Around the start of the 16th century courtiers attending Richmond Palace settled in Kew and built large houses. Early royal residences at Kew included Mary Tudor's house. Around 1600, the land that would become the gardens was known as Kew Field. The exotic garden at Kew Park, formed by Lord Capel John of Tewkesbury, was enlarged and extended by Augusta, Dowager Princess of Wales, the widow of Frederick, Prince of Wales. The origins of Kew Gardens can be traced to the merging of the royal estates of Richmond and Kew in 1772.
In 1840 the gardens were adopted as a national botanical garden, the gardens were increased to 30 hectares (75 acres) and the pleasure grounds, or arboretum, extended to 109 hectares (270 acres), and later to its present size of 121 hectares (300 acres). The first curator was John Smith.

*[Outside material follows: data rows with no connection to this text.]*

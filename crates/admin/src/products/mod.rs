//! Product management: wire types, list controller, form controllers.

pub mod form;
pub mod list;

use chrono::{DateTime, Utc};
use rust_decimal::Decimal;
use serde::{Deserialize, Serialize};

use daisy_core::{AdminProductId, Availability, Currency};

/// Admin category vocabulary accepted by the backend.
pub const CATEGORIES: [&str; 5] = ["necklace", "earrings", "bracelet", "ring", "other"];

/// A product as the admin backend reports it.
///
/// Distinct from the storefront [`daisy_core::Product`]: the console sees
/// the server-owned record with SKU, stock, status flags, and the nested
/// pricing block.
#[derive(Debug, Clone, PartialEq, Serialize, Deserialize)]
#[serde(rename_all = "camelCase")]
pub struct AdminProduct {
    #[serde(rename = "_id")]
    pub id: AdminProductId,
    pub name: String,
    pub description: String,
    pub price: Decimal,
    pub category: String,
    pub images: Vec<String>,
    pub stock: i64,
    pub availability: Availability,
    pub is_active: bool,
    pub featured: bool,
    #[serde(default, skip_serializing_if = "Option::is_none")]
    pub size: Option<String>,
    #[serde(default, skip_serializing_if = "Option::is_none")]
    pub color: Option<String>,
    pub quantity: i64,
    pub sku: String,
    pub created_at: DateTime<Utc>,
    pub updated_at: DateTime<Utc>,
    pub pricing: ProductPricing,
}

/// Nested pricing block on an admin product.
#[derive(Debug, Clone, PartialEq, Serialize, Deserialize, Default)]
#[serde(rename_all = "camelCase")]
pub struct ProductPricing {
    #[serde(default, skip_serializing_if = "Option::is_none")]
    pub original_price: Option<Decimal>,
    #[serde(default)]
    pub discount_percentage: u32,
    #[serde(default)]
    pub currency: Currency,
}

/// One page of the admin product listing.
#[derive(Debug, Clone, Deserialize)]
#[serde(rename_all = "camelCase")]
pub struct ProductPage {
    pub products: Vec<AdminProduct>,
    pub total_pages: u32,
    pub total: u64,
}

/// Aggregate product statistics.
#[derive(Debug, Clone, PartialEq, Serialize, Deserialize)]
#[serde(rename_all = "camelCase")]
pub struct ProductStats {
    pub total_products: u64,
    pub active_products: u64,
    pub low_stock_products: u64,
    pub out_of_stock_products: u64,
    #[serde(default)]
    pub category_stats: Vec<BucketCount>,
    #[serde(default)]
    pub availability_stats: Vec<BucketCount>,
}

/// A labeled count inside the stats breakdowns.
#[derive(Debug, Clone, PartialEq, Serialize, Deserialize)]
pub struct BucketCount {
    #[serde(rename = "_id")]
    pub label: String,
    pub count: u64,
}

/// Wrapper for the stats endpoint response: `{"stats": {...}}`.
#[derive(Debug, Clone, Deserialize)]
pub(crate) struct StatsResponse {
    pub stats: ProductStats,
}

The Palm House was built between 1844 and 1848, and was the first large-scale structural use of wrought iron. It is considered "the world's most important surviving Victorian glass and iron structure". The structure's panes of glass are all hand-blown. The Temperate House, which is twice as large as the Palm House, followed later in the 19th century. It is now the largest Victorian glasshouse in existence. Kew was the location of the successful effort in the 19th century to propagate rubber trees for cultivation outside South America.

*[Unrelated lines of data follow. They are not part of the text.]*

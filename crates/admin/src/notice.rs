//! Transient user-facing notifications.
//!
//! The console communicates action outcomes through short-lived, dismissible
//! notices; the rendering shell drains the queue and shows them however it
//! likes. Every failure class ends up here as terminal-for-the-action text:
//! nothing retries, nothing is fatal.

use std::collections::VecDeque;

/// Maximum notices retained before the oldest are dropped.
const MAX_PENDING: usize = 16;

/// Notice severity.
#[derive(Debug, Clone, Copy, PartialEq, Eq)]
pub enum NoticeKind {
    Success,
    Error,
}

/// A transient, dismissible notification.
#[derive(Debug, Clone, PartialEq, Eq)]
pub struct Notice {
    pub kind: NoticeKind,
    pub message: String,
}

impl Notice {
    /// A success notice.
    pub fn success(message: impl Into<String>) -> Self {
        Self {
            kind: NoticeKind::Success,
            message: message.into(),
        }
    }

    /// An error notice.
    pub fn error(message: impl Into<String>) -> Self {
        Self {
            kind: NoticeKind::Error,
            message: message.into(),
        }
    }
}

/// Bounded FIFO queue of pending notices.
#[derive(Debug, Default)]
pub struct NoticeQueue {
    pending: VecDeque<Notice>,
}

impl NoticeQueue {
    /// Append a notice, dropping the oldest beyond the cap.
    pub fn push(&mut self, notice: Notice) {
        if self.pending.len() == MAX_PENDING {
            self.pending.pop_front();
        }
        self.pending.push_back(notice);
    }

    /// Drain all pending notices, oldest first.
    pub fn take(&mut self) -> Vec<Notice> {
        self.pending.drain(..).collect()
    }

    /// Whether any notices are pending.
    #[must_use]
    pub fn is_empty(&self) -> bool {
        self.pending.is_empty()
    }
}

From 1959 to 2007 Kew Gardens had the tallest flagpole in Britain. Made from a single Douglas-fir from Canada, it was given to mark both the centenary of the Canadian Province of British Columbia and the bicentenary of Kew Gardens. The flagpole was removed after damage by weather and woodpeckers made it a danger.
Kew Gardens lost hundreds of trees in the Great Storm of 1987. A five-year, £41 million revamp of the Temperate House was completed in May 2018. It opened to the public on May 6.
- Treetop walkway
A canopy walkway, opened in 2008, takes visitors on a 200 metres (660 ft) walk 18 metres (59 ft) above the ground, in the tree canopy of a woodland glade. Visitors can ascend and descend by stairs and by a lift. The walkway floor is perforated metal and flexes under foot; the entire structure sways in the wind.

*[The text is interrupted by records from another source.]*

//! Admin session store.
//!
//! Independent of the customer session: both may coexist in one storage
//! namespace. Persisted as `admin-user` and `admin-token`; restoration
//! requires both keys, otherwise the session starts unauthenticated. There
//! is no admin signup and no token refresh.

use std::sync::Arc;

use secrecy::{ExposeSecret, SecretString};
use serde::{Deserialize, Serialize};
use tokio::sync::RwLock;
use tracing::{debug, info, instrument};

use daisy_client::{ApiClient, Storage, StorageError, keys};
use daisy_core::{AdminUser, AdminUserId, Email};

use crate::error::AdminError;

#[derive(Serialize)]
struct LoginRequest<'a> {
    email: &'a str,
    password: &'a str,
}

/// Admin login response: `{message, token, user}`.
#[derive(Debug, Deserialize)]
struct AuthResponse {
    #[allow(dead_code)]
    message: Option<String>,
    token: String,
    user: AdminUser,
}

/// Admin profile response; the backend names the identifier `_id` here.
#[derive(Debug, Deserialize)]
struct ProfileResponse {
    #[serde(rename = "_id")]
    id: AdminUserId,
    email: String,
    name: String,
    #[serde(default)]
    role: Option<String>,
}

impl From<ProfileResponse> for AdminUser {
    fn from(profile: ProfileResponse) -> Self {
        Self {
            id: profile.id,
            email: profile.email,
            name: profile.name,
            role: profile.role,
        }
    }
}

struct AdminAuthInner {
    api: ApiClient,
    storage: Storage,
    admin: RwLock<Option<AdminUser>>,
}

/// Admin session store handle.
///
/// Cheaply cloneable; all clones share the same session.
#[derive(Clone)]
pub struct AdminAuthStore {
    inner: Arc<AdminAuthInner>,
}

impl AdminAuthStore {
    /// Construct the store, restoring a persisted session if one is whole.
    pub async fn restore(api: ApiClient, storage: Storage) -> Self {
        let saved: Option<AdminUser> = storage.get_json(keys::ADMIN_USER).await;
        let token = storage.get(keys::ADMIN_TOKEN).await;

        let admin = match (saved, token) {
            (Some(admin), Some(_)) => {
                debug!(email = %admin.email, "Restored admin session");
                Some(admin)
            }
            _ => None,
        };

        Self {
            inner: Arc::new(AdminAuthInner {
                api,
                storage,
                admin: RwLock::new(admin),
            }),
        }
    }

    /// Sign in to the console.
    ///
    /// On success the identity and token are persisted and the in-memory
    /// session updated. On failure nothing changes.
    ///
    /// # Errors
    ///
    /// Returns a validation error for a malformed email (no network call is
    /// made), or the normalized backend error.
    #[instrument(skip(self, password), fields(email = %email))]
    pub async fn login(&self, email: &str, password: &SecretString) -> Result<AdminUser, AdminError> {
        let email =
            Email::parse(email).map_err(|e| AdminError::Validation(e.to_string()))?;

        let response: AuthResponse = self
            .inner
            .api
            .post(
                "/admin/login",
                &LoginRequest {
                    email: email.as_str(),
                    password: password.expose_secret(),
                },
            )
            .await?;

        self.store_session(&response.user, &response.token).await?;
        info!(email = %response.user.email, "Admin signed in");
        Ok(response.user)
    }

    /// Sign out: clear the in-memory session and storage unconditionally.
    /// No network call is made.
    ///
    /// # Errors
    ///
    /// Returns an error if clearing storage fails.
    pub async fn logout(&self) -> Result<(), AdminError> {
        *self.inner.admin.write().await = None;
        self.inner.storage.remove(keys::ADMIN_USER).await?;
        self.inner.storage.remove(keys::ADMIN_TOKEN).await?;
        info!("Admin signed out");
        Ok(())
    }

    /// Refresh the identity from the backend profile endpoint, rewriting
    /// the stored identity on success.
    ///
    /// # Errors
    ///
    /// Returns [`AdminError::NotAuthenticated`] when no admin token is
    /// stored, or the normalized backend error.
    #[instrument(skip(self))]
    pub async fn profile(&self) -> Result<AdminUser, AdminError> {
        if self.inner.storage.get(keys::ADMIN_TOKEN).await.is_none() {
            return Err(AdminError::NotAuthenticated);
        }

        let profile: ProfileResponse = self.inner.api.get("/admin/profile").await?;
        let admin = AdminUser::from(profile);

        self.inner
            .storage
            .set_json(keys::ADMIN_USER, &admin)
            .await?;
        *self.inner.admin.write().await = Some(admin.clone());
        Ok(admin)
    }

    /// The signed-in admin, if any.
    pub async fn current_admin(&self) -> Option<AdminUser> {
        self.inner.admin.read().await.clone()
    }

    /// Whether an admin is signed in.
    pub async fn is_authenticated(&self) -> bool {
        self.inner.admin.read().await.is_some()
    }

    async fn store_session(&self, admin: &AdminUser, token: &str) -> Result<(), StorageError> {
        self.inner
            .storage
            .set_json(keys::ADMIN_USER, admin)
            .await?;
        self.inner.storage.set(keys::ADMIN_TOKEN, token).await?;
        *self.inner.admin.write().await = Some(admin.clone());
        Ok(())
    }
}

#[cfg(test)]
#[allow(clippy::unwrap_used)]
mod tests {
    use super::*;
    use daisy_client::ClientConfig;

    fn api(storage: &Storage) -> ApiClient {
        ApiClient::new(&ClientConfig::default(), storage.clone())
    }

    fn admin() -> AdminUser {
        AdminUser {
            id: AdminUserId::new("a-1"),
            email: "ops@daisyatelier.com".to_owned(),
            name: "Ops".to_owned(),
            role: Some("super_admin".to_owned()),
        }
    }

    #[tokio::test]
    async fn test_restore_requires_both_identity_and_token() {
        let storage = Storage::memory();
        storage.set_json(keys::ADMIN_USER, &admin()).await.unwrap();
        let auth = AdminAuthStore::restore(api(&storage), storage).await;
        assert!(!auth.is_authenticated().await);

        let storage = Storage::memory();
        storage.set(keys::ADMIN_TOKEN, "tok-1").await.unwrap();
        let auth = AdminAuthStore::restore(api(&storage), storage).await;
        assert!(!auth.is_authenticated().await);

        let storage = Storage::memory();
        storage.set_json(keys::ADMIN_USER, &admin()).await.unwrap();
        storage.set(keys::ADMIN_TOKEN, "tok-1").await.unwrap();
        let auth = AdminAuthStore::restore(api(&storage), storage).await;
        assert_eq!(auth.current_admin().await, Some(admin()));
    }

    #[tokio::test]
    async fn test_admin_session_independent_of_customer_session() {
        let storage = Storage::memory();
        // A customer session alone never authenticates the console
        storage.set(keys::USER, r#"{"id":"u","email":"e@x.c","name":"E"}"#).await.unwrap();
        storage.set(keys::TOKEN, "customer-token").await.unwrap();

        let auth = AdminAuthStore::restore(api(&storage), storage).await;
        assert!(!auth.is_authenticated().await);
    }

    #[tokio::test]
    async fn test_logout_clears_only_admin_keys() {
        let storage = Storage::memory();
        storage.set_json(keys::ADMIN_USER, &admin()).await.unwrap();
        storage.set(keys::ADMIN_TOKEN, "tok-1").await.unwrap();
        storage.set(keys::TOKEN, "customer-token").await.unwrap();

        let auth = AdminAuthStore::restore(api(&storage), storage.clone()).await;
        auth.logout().await.unwrap();

        assert_eq!(storage.get(keys::ADMIN_USER).await, None);
        assert_eq!(storage.get(keys::ADMIN_TOKEN).await, None);
        // The customer session survives an admin logout
        assert_eq!(
            storage.get(keys::TOKEN).await,
            Some("customer-token".to_owned())
        );
    }

    #[tokio::test]
    async fn test_profile_without_token() {
        let storage = Storage::memory();
        let auth = AdminAuthStore::restore(api(&storage), storage).await;
        assert!(matches!(
            auth.profile().await,
            Err(AdminError::NotAuthenticated)
        ));
    }

    #[test]
    fn test_profile_response_maps_underscore_id() {
        let json = serde_json::json!({
            "_id": "a-9",
            "email": "ops@daisyatelier.com",
            "name": "Ops",
            "role": "admin"
        });
        let profile: ProfileResponse = serde_json::from_value(json).unwrap();
        let admin = AdminUser::from(profile);
        assert_eq!(admin.id, AdminUserId::new("a-9"));
        assert_eq!(admin.role.as_deref(), Some("admin"));
    }
}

The accompanying photograph shows a section of the walkway, including the steel supports, which were designed to rust to a tree-like appearance to help the walkway fit in visually with its surroundings.
A short video detailing the construction of the walkway is available online.
- Sackler Crossing
The Sackler Crossing bridge, made of granite and bronze, opened in May 2006. It crosses the lake and is named in honour of philanthropists Dr Mortimer and Theresa Sackler.
The minimalist-styled bridge is designed as a sweeping double curve of black granite. The sides of the bridge are formed of bronze posts that give the impression, from certain angles, of forming a solid wall while, from others, and to those on the bridge, they are clearly individual posts that allow a view of the water beyond.
The bridge forms part of a path designed to encourage visitors to visit more of the gardens that had previously been popular and connects the two art galleries, via the Temperate and Evolution Houses and the woodland glade, to the Minka House and the Bamboo Garden.
The crossing won a special award from the Royal Institute of British Architects in 2008.
- The Hive
The Hive (opened in 2016) is a multi-sensory experience designed to highlight the extraordinary life of bees. It stands 17 metres (56ft) tall and is set in a wildflower meadow.
- Vehicular tour
Kew Explorer is a service that takes a circular route around the gardens, provided by two 72-seater road trains that are fuelled by Calor Gas to minimise pollution. A commentary is provided by the driver and there are several stops.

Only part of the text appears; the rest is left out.